Dennis: I don't want to let you off the hook, and the background you had in where you were as a man with all your past and your tendency toward sin in this area, but I've heard you make a comment about the dress of women at church.

Fred: Yes.  I had a man come up to me recently.  He's in a drug abuse program, a drug treatment program, and he's just learning about controlling his own life, just learning about God himself, and he walked up to me and said, "You know, I'm really wanting to learn about God, but it makes it so difficult in church when the women wear what they wear."  He said, "You know, there's the women wearing all the tight clothes, the tight sweaters, trying to look as attractive as they can, and it just drives me crazy, and I can't keep my eyes off them even when I'm sitting in church."  And he was just frustrated, he was angry at women for doing that.

Dennis: You know, I want to underline that, and I don't want to appear to be picking on women at this point because …

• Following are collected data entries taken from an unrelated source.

//!
//! Discrete HMM and Baum-Welch re-estimation
//!
//! # Overview of calculation
//!
//! x = x[1],...,x[T] : Observations of length T (times are 1-based)
//!
//! Forward
//! F[t][s]
//!  = P(emits x[1],...,x[t] and in state s at time t) for 1<=t<=T
//!
//! Backward
//! B[t][s]
//!  = P(emits x[t+1],...,x[T] | in state s at time t) for 1<=t<=T+1
//!  B[T+1][s] = 1 is the boundary.
//!
//! State occupation (gamma)
//! G[t][s]
//!  = P(in state s at time t | x)
//!  = F[t][s] B[t][s] / sum_s' F[t][s'] B[t][s']
//!
//! Transition pair occupation (xi), for 1<=t<=T-1
//! X[t][k][l]
//!  = P(in state k at t and in state l at t+1 | x)
//!  = F[t][k] a_kl e_l(x[t+1]) B[t+1][l] / (sum over all pairs)
//!
//! F and B are not rescaled, so they underflow to 0 on long sequences.
//! `logspace` has the same recursions on `Prob`.
//!
pub mod backward;
pub mod common;
pub mod forward;
pub mod freq;
pub mod logspace;
pub mod mocks;
pub mod model;
pub mod params;
pub mod posterior;
pub mod result;
pub mod sample;
pub mod table;
pub mod train;

pub use common::{Domain, StateProbs, Symbol};
pub use freq::ExpectedCounts;
pub use logspace::LogStateProbs;
pub use model::{HmmModel, HmmModelBuilder};
pub use params::{TrainParams, UnvisitedStatePolicy, ZeroEvidencePolicy, DEFAULT_TOLERANCE};
pub use result::{BackwardResult, ForwardResult, HmmOutput};
pub use sample::Sample;
pub use table::ProbTable;
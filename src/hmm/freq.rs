//!
//! Expected usage frequencies of hidden states and transitions
//! calculated from the result of Forward/Backward.
//!
//! - **Init freq** (for each state)
//!     The expected number of times the state is used at `t=1`.
//!
//! - **Trans freq** (for each pair of states)
//!     The expected number of transitions `k -> l`, summed over `t = 1..T-1`.
//!
//! - **Trans total** (for each state)
//!     The expected number of transitions away from `k`, summed over `t = 1..T-1`.
//!
//! - **Occupation** (for each state)
//!     The expected number of times the state is used, summed over `t = 1..T`.
//!
//! - **Emit freq** (for each state and each observation)
//!     The expected number of times the state emits the observation.
//!
//! Counts of multiple sequences are merged by elementwise addition, which is
//! associative and commutative so that they can be reduced in parallel.
//! Merging counts of different shapes is an error.
//!
use super::common::Symbol;
use super::model::HmmModel;
use super::result::HmmOutput;
use super::table::ProbTable;
use crate::error::{HmmError, Result};
use crate::prob::{p, Prob};

/// Accumulators of one Baum-Welch step
///
#[derive(Debug, Clone, PartialEq)]
pub struct ExpectedCounts {
    /// `init[k]`: sum of gamma_1[k]
    pub init: Vec<f64>,
    /// `trans[(k, l)]`: sum of xi_t[k][l] for `t < T`
    pub trans: ProbTable,
    /// `trans_total[k]`: sum of gamma_t[k] for `t < T`
    pub trans_total: Vec<f64>,
    /// `occupation[k]`: sum of gamma_t[k] for `t <= T`
    pub occupation: Vec<f64>,
    /// `emit[(k, o)]`: sum of gamma_t[k] for `t <= T` with `x[t] = o`
    pub emit: ProbTable,
    /// number of sequences accumulated
    pub n_used: usize,
    /// number of sequences skipped because of zero probability
    pub n_skipped: usize,
    /// joint probability `prod P(x)` of the accumulated sequences
    pub log_prob: Prob,
}

impl ExpectedCounts {
    /// Empty accumulators
    pub fn new(n_states: usize, n_observations: usize) -> Self {
        ExpectedCounts {
            init: vec![0.0; n_states],
            trans: ProbTable::zeros(n_states, n_states),
            trans_total: vec![0.0; n_states],
            occupation: vec![0.0; n_states],
            emit: ProbTable::zeros(n_states, n_observations),
            n_used: 0,
            n_skipped: 0,
            log_prob: Prob::one(),
        }
    }
    /// Empty accumulators for a skipped sequence
    pub fn skipped(n_states: usize, n_observations: usize) -> Self {
        ExpectedCounts {
            n_skipped: 1,
            ..ExpectedCounts::new(n_states, n_observations)
        }
    }
    pub fn n_states(&self) -> usize {
        self.init.len()
    }
    pub fn n_observations(&self) -> usize {
        self.emit.n_cols()
    }
    ///
    /// Check that every accumulator is sized for `n_states` states and
    /// `n_observations` observations.
    ///
    pub fn check_shape(&self, n_states: usize, n_observations: usize) -> Result<()> {
        check_len("init counts", n_states, self.init.len())?;
        self.trans.check_shape("transition counts", n_states, n_states)?;
        check_len("transition totals", n_states, self.trans_total.len())?;
        check_len("occupation counts", n_states, self.occupation.len())?;
        self.emit
            .check_shape("emission counts", n_states, n_observations)?;
        Ok(())
    }
    ///
    /// Add the counts of `other` into `self`.
    ///
    /// Fails with `HmmError::DimensionMismatch`, leaving `self` unchanged,
    /// if `other` has another shape.
    ///
    pub fn merge(&mut self, other: &ExpectedCounts) -> Result<()> {
        other.check_shape(self.n_states(), self.n_observations())?;
        add_vec(&mut self.init, &other.init);
        self.trans.merge(&other.trans)?;
        add_vec(&mut self.trans_total, &other.trans_total);
        add_vec(&mut self.occupation, &other.occupation);
        self.emit.merge(&other.emit)?;
        self.n_used += other.n_used;
        self.n_skipped += other.n_skipped;
        self.log_prob *= other.log_prob;
        Ok(())
    }
}

fn check_len(what: &'static str, expected: usize, actual: usize) -> Result<()> {
    if expected == actual {
        Ok(())
    } else {
        Err(HmmError::DimensionMismatch {
            what,
            expected,
            actual,
        })
    }
}

/// lengths are checked by the caller
fn add_vec(a: &mut [f64], b: &[f64]) {
    for (x, y) in a.iter_mut().zip(b.iter()) {
        *x += y;
    }
}

impl HmmOutput {
    ///
    /// Calculate the expected counts of this single observation sequence.
    ///
    /// Fails with `HmmError::ZeroProbability` if the observations are
    /// impossible under the model, and with `HmmError::DimensionMismatch`
    /// if `model` is not of the shape of the model that produced this output.
    ///
    pub fn to_expected_counts<S: Symbol, O: Symbol>(
        &self,
        model: &HmmModel<S, O>,
    ) -> Result<ExpectedCounts> {
        self.check_model(model)?;
        let n_states = model.n_states();
        let n = self.n_emissions();
        let mut c = ExpectedCounts::new(n_states, model.n_observations());
        let gammas = self.state_occupations()?;

        // (1) at the beginning
        for (k, g) in gammas[0].iter().enumerate() {
            c.init[k] += g;
        }

        // (2) transitions, the last time has no next state
        for t in 1..n {
            let xi = self.transition_pair_occupation(model, t)?;
            c.trans.merge(&xi)?;
            add_vec(&mut c.trans_total, &gammas[t - 1]);
        }

        // (3) occupations and emissions for all times
        for (gamma, &x) in gammas.iter().zip(self.emissions.iter()) {
            for (k, g) in gamma.iter().enumerate() {
                c.occupation[k] += g;
                c.emit[(k, x)] += g;
            }
        }

        c.n_used = 1;
        c.log_prob = p(self.full_prob_forward());
        Ok(c)
    }
}

//
// Tests
//

#[cfg(test)]
mod tests {
    use super::*;
    use crate::hmm::mocks::{mock_casino, mock_two_state, mock_two_state_without_y};

    #[test]
    fn expected_counts_two_state() {
        let model = mock_two_state();
        let o = model.run(&['x', 'y']).unwrap();
        let c = o.to_expected_counts(&model).unwrap();
        let g1 = o.state_occupation(1).unwrap();
        let g2 = o.state_occupation(2).unwrap();
        let xi = o.transition_pair_occupation(&model, 1).unwrap();

        assert_eq!(c.init, g1);
        assert_eq!(c.trans, xi);
        assert_eq!(c.trans_total, g1);
        for k in 0..2 {
            assert_abs_diff_eq!(c.occupation[k], g1[k] + g2[k], epsilon = 1e-15);
            // x at t=1, y at t=2
            assert_abs_diff_eq!(c.emit[(k, 0)], g1[k], epsilon = 1e-15);
            assert_abs_diff_eq!(c.emit[(k, 1)], g2[k], epsilon = 1e-15);
        }
        assert_eq!(c.n_used, 1);
        assert_abs_diff_eq!(c.log_prob.to_value(), 0.23, epsilon = 1e-12);
    }
    #[test]
    fn expected_counts_totals() {
        let model = mock_two_state();
        let xs = ['x', 'y', 'y', 'x', 'y', 'x', 'x'];
        let c = model.run(&xs).unwrap().to_expected_counts(&model).unwrap();
        assert_abs_diff_eq!(c.init.iter().sum::<f64>(), 1.0, epsilon = 1e-12);
        assert_abs_diff_eq!(c.trans.sum(), 6.0, epsilon = 1e-12);
        assert_abs_diff_eq!(c.trans_total.iter().sum::<f64>(), 6.0, epsilon = 1e-12);
        assert_abs_diff_eq!(c.occupation.iter().sum::<f64>(), 7.0, epsilon = 1e-12);
        // 4 x's and 3 y's
        assert_abs_diff_eq!(c.emit[(0, 0)] + c.emit[(1, 0)], 4.0, epsilon = 1e-12);
        assert_abs_diff_eq!(c.emit[(0, 1)] + c.emit[(1, 1)], 3.0, epsilon = 1e-12);
    }
    #[test]
    fn expected_counts_single_observation_has_no_transitions() {
        let model = mock_two_state();
        let c = model.run(&['y']).unwrap().to_expected_counts(&model).unwrap();
        assert_eq!(c.trans.sum(), 0.0);
        assert_eq!(c.trans_total, vec![0.0, 0.0]);
        assert_abs_diff_eq!(c.occupation.iter().sum::<f64>(), 1.0, epsilon = 1e-12);
    }
    #[test]
    fn expected_counts_merge() {
        let model = mock_two_state();
        let a = model.run(&['x', 'y']).unwrap().to_expected_counts(&model).unwrap();
        let b = model.run(&['y', 'y', 'x']).unwrap().to_expected_counts(&model).unwrap();
        let mut ab = a.clone();
        ab.merge(&b).unwrap();
        let mut ba = b.clone();
        ba.merge(&a).unwrap();
        assert_eq!(ab.n_used, 2);
        assert_abs_diff_eq!(
            ab.log_prob.to_log_value(),
            a.log_prob.to_log_value() + b.log_prob.to_log_value(),
            epsilon = 1e-12
        );
        assert_abs_diff_eq!(ab.trans.max_abs_diff(&ba.trans), 0.0, epsilon = 1e-15);
        let mut e = ExpectedCounts::new(2, 2);
        e.merge(&ExpectedCounts::skipped(2, 2)).unwrap();
        e.merge(&a).unwrap();
        assert_eq!(e.n_skipped, 1);
        assert_eq!(e.n_used, 1);
        assert_eq!(e.init, a.init);
    }
    #[test]
    fn expected_counts_zero_probability() {
        let model = mock_two_state_without_y();
        let o = model.run(&['y']).unwrap();
        assert!(matches!(
            o.to_expected_counts(&model),
            Err(HmmError::ZeroProbability)
        ));
    }
    #[test]
    fn expected_counts_merge_rejects_other_shape() {
        let model = mock_two_state();
        let a = model.run(&['x', 'y']).unwrap().to_expected_counts(&model).unwrap();
        let mut c = a.clone();
        assert!(matches!(
            c.merge(&ExpectedCounts::new(3, 2)),
            Err(HmmError::DimensionMismatch {
                what: "init counts",
                expected: 2,
                actual: 3
            })
        ));
        assert!(matches!(
            c.merge(&ExpectedCounts::new(2, 6)),
            Err(HmmError::DimensionMismatch {
                what: "emission counts",
                expected: 2,
                actual: 6
            })
        ));
        // unchanged by the failed merges
        assert_eq!(c, a);
        assert!(c.check_shape(2, 2).is_ok());
        assert!(c.check_shape(2, 3).is_err());
    }
    #[test]
    fn expected_counts_rejects_model_of_other_shape() {
        let o = mock_casino().run(&[6, 6, 6]).unwrap();
        assert!(matches!(
            o.to_expected_counts(&mock_two_state()),
            Err(HmmError::DimensionMismatch { .. })
        ));
    }
}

Bob: … we've got our issues.

Dennis: We have our own issues, that's right, Bob.  We are responsible for our own choices.

Bob: That's right.

Dennis: But there is a reason why the Apostle Peter admonished women to dress modestly, and I really fear today we have lost all semblance of modesty in our dress and, trust me, I'm speaking from experience here.  I have four daughters, and we've been in a process of raising them in a culture that has increasingly lost its sense of modesty.  It is not easy today to call them to a sense of righteousness.  But I think women need to be strong in terms of how they dress, first of all, and, secondly, calling their daughters to modest clothing and turning men's hearts rather than turning men's heads.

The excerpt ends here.